From the first line of the records through the line containing "pub const MISSING_NUMBER: f64 = -1.0;", retype every line exactly and nothing else.
*** Opening of TASK DATA ***
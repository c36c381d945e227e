//! Shared data types for stored rows, assembled records, and retrieval results.

use serde::ser::SerializeMap;
use serde::{Serialize, Serializer};

/// Sentinel stored for a missing text field.
pub const MISSING_TEXT: &str = "Data Unknown";

/// Sentinel stored for a missing numeric field.
pub const MISSING_NUMBER: f64 = -1.0;

/// Visible sentinel substituted when a single field fails to decrypt.
/// The row is kept; only the unreadable field is replaced.
pub const DECRYPT_ERROR_SENTINEL: &str = "Decryption Error";

/// A single stored column value as read from the record store.
///
/// SQLite INTEGER and REAL both map to `Number`; the at-rest layout
/// never stores blobs, so anything else maps to `Null`.
#[derive(Debug, Clone, PartialEq)]
pub enum FieldValue {
    Text(String),
    Number(f64),
    Null,
}

impl FieldValue {
    pub fn is_null(&self) -> bool {
        matches!(self, FieldValue::Null)
    }

    pub fn as_text(&self) -> Option<&str> {
        match self {
            FieldValue::Text(s) => Some(s),
            _ => None,
        }
    }

    /// Human-readable rendering for passage serialization.
    /// Integral numbers render without a trailing `.0`.
    pub fn display(&self) -> String {
        match self {
            FieldValue::Text(s) => s.clone(),
            FieldValue::Number(n) => {
                if n.fract() == 0.0 && n.abs() < 1e15 {
                    format!("{}", *n as i64)
                } else {
                    format!("{n}")
                }
            }
            FieldValue::Null => String::new(),
        }
    }
}

impl Serialize for FieldValue {
    fn serialize<S: Serializer>(&self, serializer: S) -> Result<S::Ok, S::Error> {
        match self {
            FieldValue::Text(s) => serializer.serialize_str(s),
            FieldValue::Number(n) => serializer.serialize_f64(*n),
            FieldValue::Null => serializer.serialize_none(),
        }
    }
}

/// One row of stored data: column name → raw value, in column order.
pub type RawRow = Vec<(String, FieldValue)>;

/// A decrypted, normalized record belonging to one section of one patient.
///
/// Field order is insertion order and is preserved end-to-end: passage
/// serialization walks fields in this order, and ranking results align
/// with record positions through it.
#[derive(Debug, Clone, Default, PartialEq)]
pub struct ClinicalRecord {
    fields: Vec<(String, FieldValue)>,
}

impl ClinicalRecord {
    pub fn new() -> Self {
        Self { fields: Vec::new() }
    }

    pub fn push(&mut self, name: impl Into<String>, value: FieldValue) {
        self.fields.push((name.into(), value));
    }

    pub fn get(&self, name: &str) -> Option<&FieldValue> {
        self.fields
            .iter()
            .find(|(n, _)| n == name)
            .map(|(_, v)| v)
    }

    pub fn iter(&self) -> impl Iterator<Item = &(String, FieldValue)> {
        self.fields.iter()
    }

    pub fn len(&self) -> usize {
        self.fields.len()
    }

    pub fn is_empty(&self) -> bool {
        self.fields.is_empty()
    }
}

impl Serialize for ClinicalRecord {
    /// Serializes as a JSON object preserving field insertion order.
    fn serialize<S: Serializer>(&self, serializer: S) -> Result<S::Ok, S::Error> {
        let mut map = serializer.serialize_map(Some(self.fields.len()))?;
        for (name, value) in &self.fields {
            map.serialize_entry(name, value)?;
        }
        map.end()
    }
}

impl FromIterator<(String, FieldValue)> for ClinicalRecord {
    fn from_iter<I: IntoIterator<Item = (String, FieldValue)>>(iter: I) -> Self {
        Self {
            fields: iter.into_iter().collect(),
        }
    }
}

/// One section's ordered record sequence for a single patient.
#[derive(Debug, Clone, Serialize)]
pub struct SectionRecords {
    pub name: String,
    pub records: Vec<ClinicalRecord>,
}

impl SectionRecords {
    pub fn is_empty(&self) -> bool {
        self.records.is_empty()
    }
}

/// A passage that survived a ranking pass, with its similarity score.
#[derive(Debug, Clone, Serialize)]
pub struct RetrievalHit {
    pub section: String,
    pub passage: String,
    pub score: f32,
}

#[cfg(test)]
mod tests {
    use super::*;

    #[test]
    fn record_preserves_insertion_order() {
        let mut rec = ClinicalRecord::new();
        rec.push("zeta", FieldValue::Text("1".into()));
        rec.push("alpha", FieldValue::Text("2".into()));
        rec.push("mid", FieldValue::Number(3.0));

        let names: Vec<&str> = rec.iter().map(|(n, _)| n.as_str()).collect();
        assert_eq!(names, vec!["zeta", "alpha", "mid"]);
    }

    #[test]
    fn record_serializes_in_insertion_order() {
        let mut rec = ClinicalRecord::new();
        rec.push("zeta", FieldValue::Text("z".into()));
        rec.push("alpha", FieldValue::Number(1.0));

        let json = serde_json::to_string(&rec).unwrap();
        assert_eq!(json, r#"{"zeta":"z","alpha":1.0}"#);
    }

    #[test]
    fn get_finds_field_by_name() {
        let mut rec = ClinicalRecord::new();
        rec.push("status", FieldValue::Text("active".into()));
        assert_eq!(rec.get("status").and_then(|v| v.as_text()), Some("active"));
        assert!(rec.get("missing").is_none());
    }

    #[test]
    fn number_display_drops_integral_fraction() {
        assert_eq!(FieldValue::Number(95.0).display(), "95");
        assert_eq!(FieldValue::Number(13.2).display(), "13.2");
        assert_eq!(FieldValue::Number(-1.0).display(), "-1");
    }

    #[test]
    fn null_displays_empty() {
        assert_eq!(FieldValue::Null.display(), "");
        assert!(FieldValue::Null.is_null());
    }
}
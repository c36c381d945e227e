//! Blocking Ollama client behind the `LlmGenerate` seam.
//!
//! The generation call is long-latency and happens strictly after
//! context assembly; callers must not hold any cache lock across it
//! (`PatientIndexCache::get` hands out an owned `Arc`, so none is held).

use serde::{Deserialize, Serialize};

use super::RagError;

/// Text generation within the query pipeline. Implemented by the Ollama
/// client in production and by stubs in tests.
pub trait LlmGenerate {
    fn generate(&self, model: &str, prompt: &str) -> Result<String, RagError>;
}

/// Ollama HTTP client for local LLM inference.
pub struct OllamaClient {
    base_url: String,
    client: reqwest::blocking::Client,
    timeout_secs: u64,
}

impl OllamaClient {
    pub fn new(base_url: &str, timeout_secs: u64) -> Result<Self, RagError> {
        let client = reqwest::blocking::Client::builder()
            .timeout(std::time::Duration::from_secs(timeout_secs))
            .build()
            .map_err(|e| RagError::HttpClient(e.to_string()))?;

        Ok(Self {
            base_url: base_url.trim_end_matches('/').to_string(),
            client,
            timeout_secs,
        })
    }

    /// Default local Ollama instance with a 5-minute timeout.
    pub fn default_local() -> Result<Self, RagError> {
        Self::new(&crate::config::ollama_base_url(), 300)
    }

    pub fn base_url(&self) -> &str {
        &self.base_url
    }
}

/// Request body for Ollama /api/generate
#[derive(Serialize)]
struct OllamaGenerateRequest<'a> {
    model: &'a str,
    prompt: &'a str,
    stream: bool,
}

/// Response body from Ollama /api/generate
#[derive(Deserialize)]
struct OllamaGenerateResponse {
    response: String,
}

impl LlmGenerate for OllamaClient {
    fn generate(&self, model: &str, prompt: &str) -> Result<String, RagError> {
        let url = format!("{}/api/generate", self.base_url);
        let body = OllamaGenerateRequest {
            model,
            prompt,
            stream: false,
        };

        let response = self.client.post(&url).json(&body).send().map_err(|e| {
            if e.is_connect() {
                RagError::OllamaConnection(self.base_url.clone())
            } else if e.is_timeout() {
                RagError::HttpClient(format!(
                    "Request timed out after {}s",
                    self.timeout_secs
                ))
            } else {
                RagError::HttpClient(e.to_string())
            }
        })?;

        let status = response.status();
        let text = response
            .text()
            .map_err(|e| RagError::HttpClient(e.to_string()))?;
        if !status.is_success() {
            return Err(RagError::OllamaStatus {
                status: status.as_u16(),
                body: text,
            });
        }

        let parsed: OllamaGenerateResponse = serde_json::from_str(&text)
            .map_err(|e| RagError::ResponseParsing(format!("{e}: {text}")))?;
        Ok(parsed.response)
    }
}
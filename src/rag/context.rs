//! Assembles surviving passages into the context block handed to the
//! generation engine.

use serde::Serialize;

use crate::models::RetrievalHit;

/// Result of context assembly. `Insufficient` is a distinct outcome,
/// not an error: the index was searchable but nothing cleared the
/// relevance cut.
#[derive(Debug, Clone, PartialEq, Serialize)]
pub enum AssembledContext {
    Context(String),
    Insufficient,
}

impl AssembledContext {
    pub fn as_text(&self) -> Option<&str> {
        match self {
            AssembledContext::Context(s) => Some(s),
            AssembledContext::Insufficient => None,
        }
    }
}

/// Concatenate surviving passages into labeled per-section blocks,
/// blocks separated by a blank line. Hits arrive already grouped in
/// lexicographic section order (see `ranker::rank`); grouping here
/// preserves that order.
pub fn assemble_context(hits: &[RetrievalHit]) -> AssembledContext {
    if hits.is_empty() {
        return AssembledContext::Insufficient;
    }

    let mut blocks: Vec<String> = Vec::new();
    let mut current_section: Option<&str> = None;

    for hit in hits {
        match blocks.last_mut() {
            Some(block) if current_section == Some(hit.section.as_str()) => {
                block.push('\n');
                block.push_str(&hit.passage);
            }
            _ => {
                blocks.push(format!("Section: {}\n{}", hit.section, hit.passage));
                current_section = Some(hit.section.as_str());
            }
        }
    }

    AssembledContext::Context(blocks.join("\n\n"))
}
*** Close of TASK DATA ***
### RESPONSE TO THIS TASK
repository c36c381d945e227e
//! Shared data types for stored rows, assembled records, and retrieval results.

use serde::ser::SerializeMap;
use serde::{Serialize, Serializer};

/// Sentinel stored for a missing text field.
pub const MISSING_TEXT: &str = "Data Unknown";

/// Sentinel stored for a missing numeric field.
pub const MISSING_NUMBER: f64 = -1.0;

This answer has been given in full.